Wrist fractures can leave the wrist, forearm and fingers weak after the break heals. If you have suffered a wrist fracture, your doctor may prescribe physical therapy to help you regain strength and range of motion after the healing period. Even if your doctor does not want you to visit a physical therapist, he will likely show you exercises to do on your own to help you regain normal function in your wrist. Always check with your doctor before beginning strengthening exercises.
Flexion/Extension
Flexion and extension exercises help you strengthen your wrist and forearm muscles after suffering a broken wrist. To strengthen your wrist flexors, hold your arm, which had the fracture, straight in front of you with your palm facing the ceiling. Use your strong hand to pull the fingers on your affected hand down gently until you feel a stretch in your forearm. You can perform extension exercises in a similar manner. Hold your affected arm in front of you with your palm facing down and use your strong hand to pull the fingers of your affected hand up until you feel a slight stretch. Alternatively, use a light dumbbell for additional strengthening. Curl your wrist up toward your body with your palm facing upward.
Supination/Pronation
Supination and pronation exercises work the outside of your wrists and forearms to help strengthen your muscles. Hold your affected arm in front of you with your palm facing toward the ceiling.
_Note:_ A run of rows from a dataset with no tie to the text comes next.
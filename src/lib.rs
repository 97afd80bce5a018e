pub mod auth;
pub mod config;
pub mod errors;
pub mod handlers;
pub mod models;
pub mod notify;
pub mod oauth;
pub mod routes;
pub mod templates_structs;
use std::fs;
use std::path::Path;

use anyhow::{Context, Result, bail};
use chrono::{DateTime, Local};
use serde::Deserialize;
use thiserror::Error;

use crate::convert::{self, FormatError};

#[derive(Debug, Clone, Copy, PartialEq, Eq, Deserialize)]
pub enum EventCategory {
    #[serde(rename = "studentCalendar")]
    StudentCalendar,
    #[serde(rename = "extra")]
    Extra,
}

impl EventCategory {
    pub fn token(self) -> &'static str {
        match self {
            EventCategory::StudentCalendar => "studentCalendar",
            EventCategory::Extra => "extra",
        }
    }
}

#[derive(Debug, Clone)]
pub struct EventConfig {
    #[allow(dead_code)]
    pub version: u32,
    pub category: EventCategory,
    pub records: Vec<RawEvent>,
}

#[derive(Debug, Clone, Deserialize)]
pub struct RawEvent {
    #[serde(default)]
    pub name: Option<String>,
    #[serde(default)]
    pub date: Option<String>,
    #[serde(default)]
    pub special: Option<RawSpecial>,
}

#[derive(Debug, Clone, Deserialize)]
#[serde(rename_all = "camelCase")]
pub struct RawSpecial {
    #[serde(default)]
    pub end_date: Option<String>,
    #[serde(default)]
    pub early_dismissal: Option<String>,
    #[serde(default)]
    pub time: Option<String>,
}

#[derive(Debug, Clone, PartialEq, Eq)]
pub struct Event {
    pub name: String,
    pub date: DateTime<Local>,
    pub special: Option<SpecialWindow>,
}

#[derive(Debug, Clone, Default, PartialEq, Eq)]
pub struct SpecialWindow {
    pub end_date: Option<DateTime<Local>>,
    pub early_dismissal: Option<DateTime<Local>>,
    pub time_range: Option<(DateTime<Local>, DateTime<Local>)>,
}

#[derive(Debug, Error)]
pub enum EventError {
    #[error("event {index}: missing required field \"{field}\"")]
    MissingField { index: usize, field: &'static str },
    #[error("event {index} ({name}): {source}")]
    InvalidDate {
        index: usize,
        name: String,
        source: FormatError,
    },
    #[error("event {index} ({name}): {date:?} does not resolve to a local date")]
    UnresolvableDate {
        index: usize,
        name: String,
        date: String,
    },
    #[error("event {index} ({name}) special window dropped: {reason}")]
    InvalidWindow {
        index: usize,
        name: String,
        reason: WindowError,
    },
}

#[derive(Debug, Error)]
pub enum WindowError {
    #[error("time range {input:?} must be split using a '-'")]
    MissingRangeSeparator { input: String },
    #[error(transparent)]
    Format(#[from] FormatError),
    #[error("{input:?} does not resolve to a local time")]
    Unresolvable { input: String },
}

#[derive(Debug)]
pub struct LoadedEvents {
    pub events: Vec<Event>,
    pub errors: Vec<EventError>,
}

pub fn load_event_config(path: &Path) -> Result<EventConfig> {
    let content = fs::read_to_string(path)
        .with_context(|| format!("unable to read event file {}", path.display()))?;
    parse_event_config_text(&content)
}

pub fn parse_event_config_text(content: &str) -> Result<EventConfig> {
    let raw = serde_json::from_str::<EventFile>(content).map_err(|err| {
        let line = err.line();
        let column = err.column();
        anyhow::anyhow!("invalid JSON at line {line}, column {column}: {err}")
    })?;

    if raw.version != 1 {
        bail!(
            "unsupported event config version {}; expected version 1",
            raw.version
        );
    }

    Ok(EventConfig {
        version: raw.version,
        category: raw.category,
        records: raw.events,
    })
}

/// Per-record resolution: a bad record is rejected with its index and
/// never aborts the rest. A bad special window drops only the window;
/// the event itself survives.
pub fn resolve_events(records: &[RawEvent]) -> LoadedEvents {
    let mut events = Vec::with_capacity(records.len());
    let mut errors = Vec::new();

    for (index, record) in records.iter().enumerate() {
        let Some(name) = record.name.as_deref().filter(|name| !name.is_empty()) else {
            errors.push(EventError::MissingField {
                index,
                field: "name",
            });
            continue;
        };
        let Some(date_text) = record.date.as_deref().filter(|date| !date.is_empty()) else {
            errors.push(EventError::MissingField {
                index,
                field: "date",
            });
            continue;
        };

        let date = match convert::parse_calendar_date(date_text) {
            Ok(date) => date,
            Err(source) => {
                errors.push(EventError::InvalidDate {
                    index,
                    name: name.to_string(),
                    source,
                });
                continue;
            }
        };
        let Some(timestamp) = convert::resolve_on_date(&date, convert::END_OF_DAY) else {
            errors.push(EventError::UnresolvableDate {
                index,
                name: name.to_string(),
                date: date_text.to_string(),
            });
            continue;
        };

        let special = match &record.special {
            Some(raw) => match resolve_special(raw, &date) {
                Ok(window) => window,
                Err(reason) => {
                    errors.push(EventError::InvalidWindow {
                        index,
                        name: name.to_string(),
                        reason,
                    });
                    None
                }
            },
            None => None,
        };

        events.push(Event {
            name: name.to_string(),
            date: timestamp,
            special,
        });
    }

    LoadedEvents { events, errors }
}

fn resolve_special(
    raw: &RawSpecial,
    event_date: &convert::CalendarDate,
) -> Result<Option<SpecialWindow>, WindowError> {
    let mut window = SpecialWindow::default();

    if let Some(text) = raw.end_date.as_deref() {
        let date = convert::parse_calendar_date(text)?;
        let resolved = convert::resolve_on_date(&date, convert::END_OF_DAY).ok_or_else(|| {
            WindowError::Unresolvable {
                input: text.to_string(),
            }
        })?;
        window.end_date = Some(resolved);
    }

    // Clock-only refinements anchor to the event's own date.
    if let Some(text) = raw.early_dismissal.as_deref() {
        let time = convert::parse_clock_time(text)?;
        let resolved =
            convert::resolve_on_date(event_date, time).ok_or_else(|| WindowError::Unresolvable {
                input: text.to_string(),
            })?;
        window.early_dismissal = Some(resolved);
    }

    if let Some(text) = raw.time.as_deref() {
        let Some((start_text, end_text)) = text.split_once('-') else {
            return Err(WindowError::MissingRangeSeparator {
                input: text.to_string(),
            });
        };
        let start_time = convert::parse_clock_time(start_text)?;
        let end_time = convert::parse_clock_time(end_text)?;
        let start = convert::resolve_on_date(event_date, start_time).ok_or_else(|| {
            WindowError::Unresolvable {
                input: text.to_string(),
            }
        })?;
        let end = convert::resolve_on_date(event_date, end_time).ok_or_else(|| {
            WindowError::Unresolvable {
                input: text.to_string(),
            }
        })?;
        window.time_range = Some((start, end));
    }

    if window == SpecialWindow::default() {
        Ok(None)
    } else {
        Ok(Some(window))
    }
}

#[derive(Debug, Deserialize)]
struct EventFile {
    version: u32,
    category: EventCategory,
    events: Vec<RawEvent>,
}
Keep your elbow straight and rotate your hand so that your palm faces the floor to perform a pronation exercise. Hold the position for several seconds before returning to the starting palm-up position, or the supinated position. Use a light dumbbell for additional strengthening.
Finger Extension
Finger extension exercises work nearly all of the joints and muscles in your hand and wrist. Place your fingers and thumb together and wrap a rubber band around them all. Slowly spread your fingers and thumb apart and bring them back together with a slow, controlled movement. Start with loose rubber bands and gradually progress to thicker or tighter bands as your wrist muscles become stronger.
Squeezing Exercises
Squeezing exercises can help you regain strength in your wrist and fingers and help you improve your grip following a wrist injury. Squeezing a stress ball for several seconds at a time is a good way to begin the exercise. As your recovery continues, substitute a stress ball or other squishy object with a tennis ball or firmer object to increase resistance and force you to squeeze tighter.